Neolithic / Bronze Age Round Barrow
West of Driffield, East Riding of Yorkshire. Elevation: 30m OSD. OS Map Ref SE97815773
OS Maps - Landranger 106 (Market Weighton), Explorer 294 (Market Weighton & Yorkshire Wolds Central)
View looking south over Garton 80 barrow. It can be seen as the slightly raised mound in front of the hedgeline.
A low rise of earth to the east of Craike Hill is all that remains of the a round barrow recorded by Mortimer in 1866 as standing nearly a metre tall with a diameter of 30 metres. Similarities with cremations practices within some long barrows such as Willerby Wold has led authors such as Manby to consider this barrow as dating from the Neolithic period although possibly secondary inhumations, one with a beaker, may indicate it was either late within the period or was subject to reuse.
During Mortimer's 1866 excavation (see inset plan) he uncovered a central pit or trough aligned east-west and partly surrounded by turf walls within which he recorded a large quantity of burned flint and chalk along with the burnt bones of six individuals. The trough seems to have functioned as a crematoria with bodies presumably placed inside before the structure was covered over with chalk and gravel and torched. Mortimer also noted the presence of several unburned bones within the trough, presumably these were added at a later date.
At the eastern end of the trough an oval pit which had been cut into the original ground surface was found to contain nothing but some unidentified decayed material but above it had been placed a pair of large boulders, one of sandstone and one of limestone, a similar pit at the western end of the trough without boulders contained the cremated remains of a young person.
Within the middle of the trough and partly cut into the old land surface was a grave containing the crouched skeleton of a young male with his head to the east and with a beaker at his feet. Mortimer interpreted the remains as the primary interment although it is now seen as being a secondary late Neolithic / early Bronze Age grave cut into the remains of the crematoria. Elsewhere within the body of the barrow mound were found the skeletal remains of an elderly male and female as well as a small pile of cremated bones.

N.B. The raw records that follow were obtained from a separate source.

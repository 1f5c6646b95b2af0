//! LiveCanvas WebSocket Relay Server
//!
//! Relays storage updates, presence and broadcast events between the
//! clients in a room, and keeps an authoritative Loro replica per room so
//! late joiners receive the full state.
//!
//! ## Protocol
//!
//! Messages are JSON text frames tagged by `type`:
//! ```json
//! { "type": "join", "room": "room-id", "public_key": "pk_..." }
//! { "type": "sync", "data": "<base64-encoded-loro-bytes>" }
//! { "type": "presence", "presence": { "cursor": { "x": 100, "y": 200 } } }
//! ```
//! Binary frames are treated as raw sync bytes.

use std::collections::HashMap;
use std::net::SocketAddr;
use std::path::PathBuf;
use std::sync::{Arc, Mutex};
use std::time::{Duration, Instant};

use axum::{
    extract::{
        ws::{Message, WebSocket, WebSocketUpgrade},
        State,
    },
    response::IntoResponse,
    routing::get,
    Router,
};
use clap::Parser;
use dashmap::DashMap;
use futures_util::stream::SplitSink;
use futures_util::{SinkExt, StreamExt};
use livecanvas_core::storage::{AutoSaveManager, FileStorage, Storage, StorageError};
use livecanvas_core::sync::{decode_payload, encode_payload, PeerPresence};
use livecanvas_core::{ClientMessage, Presence, ServerMessage};
use loro::{ExportMode, LoroDoc, VersionVector};
use tokio::sync::broadcast;
use tower_http::cors::CorsLayer;
use tower_http::trace::TraceLayer;
use tracing::{debug, info, warn};
use uuid::Uuid;

const CHANNEL_CAPACITY: usize = 256;
/// Sender id of snapshots pushed by the relay itself.
const SERVER_ID: &str = "server";

/// Relay server configuration.
#[derive(Debug, Clone, Parser)]
#[command(name = "livecanvas-server", version, about = "LiveCanvas collaboration relay")]
pub struct ServerConfig {
    /// Address to listen on
    #[arg(long, env = "LIVECANVAS_ADDR", default_value = "0.0.0.0:3030")]
    pub addr: SocketAddr,

    /// Reject joins that do not present this key
    #[arg(long, env = "LIVECANVAS_PUBLIC_KEY")]
    pub public_key: Option<String>,

    /// Directory for room snapshots (enables persistence)
    #[arg(long, env = "LIVECANVAS_DATA_DIR")]
    pub data_dir: Option<PathBuf>,

    /// Persist rooms in the user data directory when no --data-dir is given
    #[arg(long)]
    pub persist: bool,

    /// Seconds between saves of a changed room
    #[arg(long, env = "LIVECANVAS_AUTOSAVE_SECS", default_value_t = 30)]
    pub autosave_secs: u64,
}

impl ServerConfig {
    /// Snapshot storage selected by the flags, if persistence is enabled.
    pub fn storage(&self) -> Result<Option<Arc<dyn Storage>>, StorageError> {
        let storage = match (&self.data_dir, self.persist) {
            (Some(dir), _) => FileStorage::new(dir.clone())?,
            (None, true) => FileStorage::default_location()?,
            (None, false) => return Ok(None),
        };
        info!("Persisting rooms in {}", storage.base_path().display());
        Ok(Some(Arc::new(storage)))
    }

    pub fn autosave_interval(&self) -> Duration {
        Duration::from_secs(self.autosave_secs.max(1))
    }
}

/// Room state
struct Room {
    /// Broadcast channel for this room: (sender connection id, message)
    tx: broadcast::Sender<(String, ServerMessage)>,
    /// Connected peers and their last presence
    peers: HashMap<String, Presence>,
    /// Authoritative replica of the room storage
    doc: LoroDoc,
    /// Latest version known to be in storage
    saved: VersionVector,
}

impl Room {
    /// A room whose replica starts out matching storage.
    fn new(doc: LoroDoc) -> Self {
        let (tx, _) = broadcast::channel(CHANNEL_CAPACITY);
        let saved = doc.oplog_vv();
        Self {
            tx,
            peers: HashMap::new(),
            doc,
            saved,
        }
    }

    fn is_saved(&self) -> bool {
        self.doc.oplog_vv() == self.saved
    }

    fn snapshot(&self) -> Option<Vec<u8>> {
        match self.doc.export(ExportMode::Snapshot) {
            Ok(bytes) => Some(bytes),
            Err(e) => {
                warn!("Failed to export room snapshot: {}", e);
                None
            }
        }
    }
}

/// What a joiner receives.
struct JoinInfo {
    rx: broadcast::Receiver<(String, ServerMessage)>,
    initial_sync: Option<String>,
    peer_count: usize,
    others: Vec<PeerPresence>,
}

/// Shared application state
pub struct AppState {
    /// Active rooms
    rooms: DashMap<String, Room>,
    /// Required join key, if any
    public_key: Option<String>,
    /// Snapshot persistence, if enabled
    autosave: Option<Mutex<AutoSaveManager<dyn Storage>>>,
    /// Serializes saves so a file never goes back to an older version
    save_lock: tokio::sync::Mutex<()>,
}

The position of Garton 80 is interesting, it lies on the eastern edge of the Yorkshire Wolds on land just to the east, and slightly raised above, several springs that feed into the River Hull at the lower lying town of Driffield 4km (2.5 miles) to the east. It is also located about 1.6km (1 mile) to the south of the modern A166 road which partially follows the course of a Roman Road across the Wolds which may itself have traced the route of an existing prehistoric trackway. Although the road follows the higher ground to the north a modern track that leads eastwards from the B1248 descends along the shallow valley of Garton Slack and leads past the site of a large group of Bronze Age round barrows and Iron Age square barrows as revealed by aerial surveys and excavation. Mortimer himself noted that thirty five barrows were still visible to his expert eye within the Garton Slack area and although very little remains to be seen today it is significant that the area was in use for funerary practice from the Neolithic through to the Iron Age.
Manby, T. G. 1963. "The excavation of the Willerby Wold Long Barrow, East Riding of Yorkshire". In Proceedings of the Prehistoric Society. v.29 (6) pp173-205.
Mortimer, J.R. 1905. Forty Years Researches in British and Saxon Burial Mounds of East Yorkshire. London: Brown.
Pastscape: 64467, NMR Number: SE 95 NE 28, Schedule Number: HU/54.
Stoertz, C. 1997. Ancient Landscapes of the Yorkshire Wolds. Aerial photographic transcription and analysis. RCHME.